━━━━━ Data in this exercise

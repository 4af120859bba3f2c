#![cfg(feature = "effect")]
//! Unit tests for the Writer monad.

use monadic::effect::Writer;
use monadic::mdo;
use monadic::typeclass::{Applicative, Monad, Product, Sum};
use rstest::rstest;

fn log(message: &str) -> Writer<Vec<String>, ()> {
    Writer::tell(vec![message.to_string()])
}

#[rstest]
fn chained_logs_appear_in_order() {
    let computation = log("open").then(log("read")).then(log("close")).then(Writer::pure(3));
    let (result, logs) = computation.run();
    assert_eq!(result, 3);
    assert_eq!(logs, vec!["open", "read", "close"]);
}

#[rstest]
fn string_output_concatenates() {
    let computation: Writer<String, usize> = mdo! {
        a <= Writer::new(1, "a".to_string());
        b <= Writer::new(2, "b".to_string());
        Writer::new(a + b, "c".to_string())
    };
    assert_eq!(computation.run(), (3, "abc".to_string()));
}

#[rstest]
#[case(vec![2, 3, 4], 24)]
#[case(vec![], 1)]
#[case(vec![7], 7)]
fn product_output_multiplies(#[case] factors: Vec<i64>, #[case] expected: i64) {
    let computation = Writer::traverse(factors, |factor| Writer::new((), Product(factor)));
    assert_eq!(computation.exec(), Product(expected));
}

#[rstest]
fn pair_output_combines_componentwise() {
    let step = |label: &str, cost: u32| Writer::new(label.len(), (vec![label.to_string()], Sum(cost)));
    let computation = step("parse", 2).map2(step("check", 5), |a, b| a + b);
    assert_eq!(computation.run(), (10, (vec!["parse".to_string(), "check".to_string()], Sum(7))));
}

#[rstest]
fn listen_sees_only_its_own_output() {
    let computation = log("before").then(log("inner").listen()).flat_map(|((), heard)| {
        Writer::new(heard.len(), vec!["after".to_string()])
    });
    let (heard_count, logs) = computation.run();
    assert_eq!(heard_count, 1);
    assert_eq!(logs, vec!["before", "inner", "after"]);
}

#[rstest]
fn censor_rewrites_output() {
    let noisy = log("debug: x").then(log("info: y")).then(log("debug: z"));
    let quiet = noisy.censor(|lines| lines.into_iter().filter(|line| !line.starts_with("debug")).collect());
    assert_eq!(quiet.exec(), vec!["info: y"]);
}

#[rstest]
fn eval_discards_output() {
    assert_eq!(Writer::new("value", vec![1, 2, 3]).eval(), "value");
}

━━━━━━━━━━

» **Problem to work on**:
Each line in the data that holds the word "after" must be copied.

» **Result below**:
        Writer::new(heard.len(), vec!["after".to_string()])
    assert_eq!(logs, vec!["before", "inner", "after"]);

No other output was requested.